Pierre Teillhard, French philosopher, paleontologist and theologian, certainly would have disagreed that the Borg represented humanity’s future. In ‘Phenomenon of Man’, Teillhard argued that the history of the universe consisted of matter and energy organizing itself into increasingly complex forms. For instance, the ‘geosphere’ comprised of systems like the weather, the oceans, and geological activity. It enabled the evolution of life and therefore the emergence of complex ecosystems or a ‘biosphere’. Lifeforms evolved more and more complex brains, nervous systems and communication. Teillhard believed the obvious next step would be for humans- the most sociable, co-dependent and communicative species on the planet- to form a ‘noosphere’- what we might call a global brain. And he did not stop there, instead pushing onwards to what he saw as the obvious conclusion: Global brains coalescing into a single universal intelligence that Teillhard called Omega Point and which he identified with God. As this development progressed, Teillhard imagined “each particular consciousness becoming still more itself and thus more clearly distinct from others the closer it gets to omega”.
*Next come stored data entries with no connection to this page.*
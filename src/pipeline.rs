//! Whole-run orchestration.
//!
//! ```text
//! create output dir ─► scan ─► classify ─► dedupe names ─► build (rayon) ─► assemble ─► index.md
//! ```
//!
//! ## Failure policy
//!
//! | Failure | Effect |
//! |---|---|
//! | Output directory cannot be created | run fails |
//! | Source root unreadable | run fails |
//! | Decode / encode / IO for one photo | logged, photo left out, run continues |
//! | Thumbnail crop impossible | logged, small still produced, photo kept |
//! | No photo built | run fails, no `index.md` written |
//!
//! ## Ordering
//!
//! Candidates are built in parallel but collected by index, so manifest
//! order is traversal order no matter which worker finishes first. Progress
//! events are sent as builds complete and carry the traversal index.
//!
//! ## Name collisions
//!
//! The output directory is flat, so `2023/a.jpg` and `2024/a.jpg` would both
//! publish `a.jpg`. The first in traversal order wins; later ones are skipped
//! with a warning. Every artifact therefore has exactly one writer.
//!
//! One exception: when the output directory is inside the walk (output ==
//! source), a file sitting directly in it may be the full-size copy of a
//! nested photo published by an earlier run. If a nested photo claims the
//! same name, the nested one is the source and the copy is ignored.

use crate::builder::{
    BuildOutcome, BuildSettings, DerivativeBuilder, Publish, VariantInfo, VariantStatus,
};
use crate::config::GalleryConfig;
use crate::gallery::{GalleryError, Manifest, assemble};
use crate::imaging::{ImageBackend, RustBackend};
use crate::naming::{CandidateName, Classification, classify};
use crate::render::{self, RenderError};
use crate::scan::{self, ScanError, SourceFile};
use chrono::NaiveDate;
use rayon::prelude::*;
use serde::Serialize;
use std::collections::HashMap;
use std::fmt;
use std::path::{Path, PathBuf};
use std::sync::mpsc::Sender;
use std::time::{Duration, Instant};
use thiserror::Error;
use tracing::{debug, info, warn};
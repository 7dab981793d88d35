//! # hugopix
//!
//! Turns a directory of photographs into the assets of a Hugo photo gallery:
//! a full-size copy, a bounded-size "small" and a content-aware cropped
//! thumbnail per photo, plus an `index.md` page that lists them.
//!
//! # Architecture: Incremental Derivative Pipeline
//!
//! ```text
//! scan        source/  →  (path, mtime) in traversal order
//! classify    path     →  candidate base name, or skip (non-photo / derivative)
//! build       photo    →  full-size + _small + _thm (each only if stale)
//! assemble    entries  →  manifest (cover = first entry)
//! render      manifest →  output/index.md
//! ```
//!
//! Re-running over an unchanged tree writes no derivatives and produces the
//! same page; touching one photo rebuilds only that photo's derivatives.
//!
//! # Module Map
//!
//! | Module | Role |
//! |--------|------|
//! | [`scan`] | Walks the source directory in lexical order, pruning the output directory |
//! | [`naming`] | Output filenames (`_small`, `_thm`) and derivative self-exclusion |
//! | [`freshness`] | mtime comparison deciding whether a derivative is rebuilt |
//! | [`imaging`] | Codec backend trait, dimension math, content-aware crop search |
//! | [`builder`] | Per-photo decode → publish → small → thumbnail |
//! | [`gallery`] | Ordered manifest assembly and cover selection |
//! | [`render`] | Hugo `index.md` sink (front matter + `photo` shortcodes) |
//! | [`pipeline`] | Whole-run orchestration, parallel builds, progress events, stats |
//! | [`config`] | `hugopix.toml` loading, merging, validation, CLI overrides |
//! | [`output`] | CLI output formatting |
//! | [`profile`] | `--cpuprofile` timing report |
//!
//! # Design Decisions
//!
//! ## Freshness by Modification Time
//!
//! A derivative is rebuilt only when missing or strictly older than its
//! source. There is no cache database to get out of sync: the output
//! directory itself is the state.
//!
//! ## Derivatives Keep the Source Format
//!
//! JPEG sources produce JPEG derivatives and PNG sources PNG ones, so
//! transparency survives and the extension always matches the content.
//!
//! ## Saliency-Scored Crops
//!
//! Thumbnails are cut from the window that maximises edge detail and skin
//! tones while avoiding blown-out or crushed regions, with a slight pull
//! toward the center. The weights live in `[crop]` config so unusual
//! collections can be tuned without code changes.

pub mod builder;
pub mod config;
pub mod freshness;
pub mod gallery;
pub mod imaging;
pub mod naming;
pub mod output;
pub mod pipeline;
pub mod profile;
pub mod render;
pub mod scan;

#[cfg(test)]
pub(crate) mod test_helpers;
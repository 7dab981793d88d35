//! Pure Rust codec backend.
//!
//! ## Crate mapping
//!
//! | Operation | Crate / function |
//! |---|---|
//! | Detect format | `image::guess_format` (magic bytes, not the file extension) |
//! | Decode (JPEG, PNG) | `image::load_from_memory_with_format` |
//! | Encode → JPEG | `image::codecs::jpeg::JpegEncoder` with configured quality |
//! | Encode → PNG | `image::codecs::png::PngEncoder` (lossless, quality ignored) |
//! | Copyright | `kamadak-exif` (`Tag::Copyright` in the primary IFD) |

use super::backend::{BackendError, DecodedImage, ImageBackend};
use super::params::Quality;
use image::codecs::jpeg::JpegEncoder;
use image::codecs::png::PngEncoder;
use image::{DynamicImage, ImageFormat};
use std::io::Cursor;

/// Formats the pipeline reads and writes. Everything else is rejected at decode.
const SUPPORTED_FORMATS: &[ImageFormat] = &[ImageFormat::Jpeg, ImageFormat::Png];

/// Production backend built on the `image` crate.
pub struct RustBackend;

impl RustBackend {
    pub fn new() -> Self {
        Self
    }
}

impl Default for RustBackend {
    fn default() -> Self {
        Self::new()
    }
}

impl ImageBackend for RustBackend {
    fn decode(&self, bytes: &[u8]) -> Result<DecodedImage, BackendError> {
        let format = image::guess_format(bytes).map_err(|e| BackendError::Decode(e.to_string()))?;
        if !SUPPORTED_FORMATS.contains(&format) {
            return Err(BackendError::Decode(format!(
                "unsupported input format {format:?}"
            )));
        }
        let image = image::load_from_memory_with_format(bytes, format)
            .map_err(|e| BackendError::Decode(e.to_string()))?;
        Ok(DecodedImage { image, format })
    }

    fn encode(
        &self,
        image: &DynamicImage,
        format: ImageFormat,
        quality: Quality,
    ) -> Result<Vec<u8>, BackendError> {
        let mut buf = Cursor::new(Vec::new());
        let result = match format {
            ImageFormat::Jpeg => {
                image.write_with_encoder(JpegEncoder::new_with_quality(&mut buf, quality.value()))
            }
            ImageFormat::Png => image.write_with_encoder(PngEncoder::new(&mut buf)),
            other => return Err(BackendError::UnsupportedFormat(other)),
        };
        result.map_err(|e| BackendError::Encode(e.to_string()))?;
        Ok(buf.into_inner())
    }

    fn read_copyright(&self, bytes: &[u8]) -> Option<String> {
        let exif = exif::Reader::new()
            .read_from_container(&mut Cursor::new(bytes))
            .ok()?;
        let field = exif.get_field(exif::Tag::Copyright, exif::In::PRIMARY)?;
        let exif::Value::Ascii(ref parts) = field.value else {
            return None;
        };
        // Copyright may hold "photographer\0editor"; keep the non-empty parts
        let text = parts
            .iter()
            .map(|p| String::from_utf8_lossy(p).trim().to_string())
            .filter(|p| !p.is_empty())
            .collect::<Vec<_>>()
            .join(", ");
        let text = text.trim_matches('"').trim();
        (!text.is_empty()).then(|| text.to_string())
    }
}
Were he alive today, Teillhard would surely have seen our global communication systems, networked computational devices and online social networks as representing the embryonic stage of a global brain. He would no doubt have expected such networks to increase in complexity, for global communications to transmit not just words, sounds and pictures but also feelings, thoughts, tactile sense and dreams. Imaginations converted into zeros and ones, shared with the group and the group providing a wealth of fresh perspectives that provide the individual with new ways to grow, more ways to develop and therefore increased individualization. Us. We and our information technology, woven into a meta-mind that spans a planet and which owes its existence, if only partly, to pond scum and scared mice.

Well, that is cumulative and convergent knowledge for you.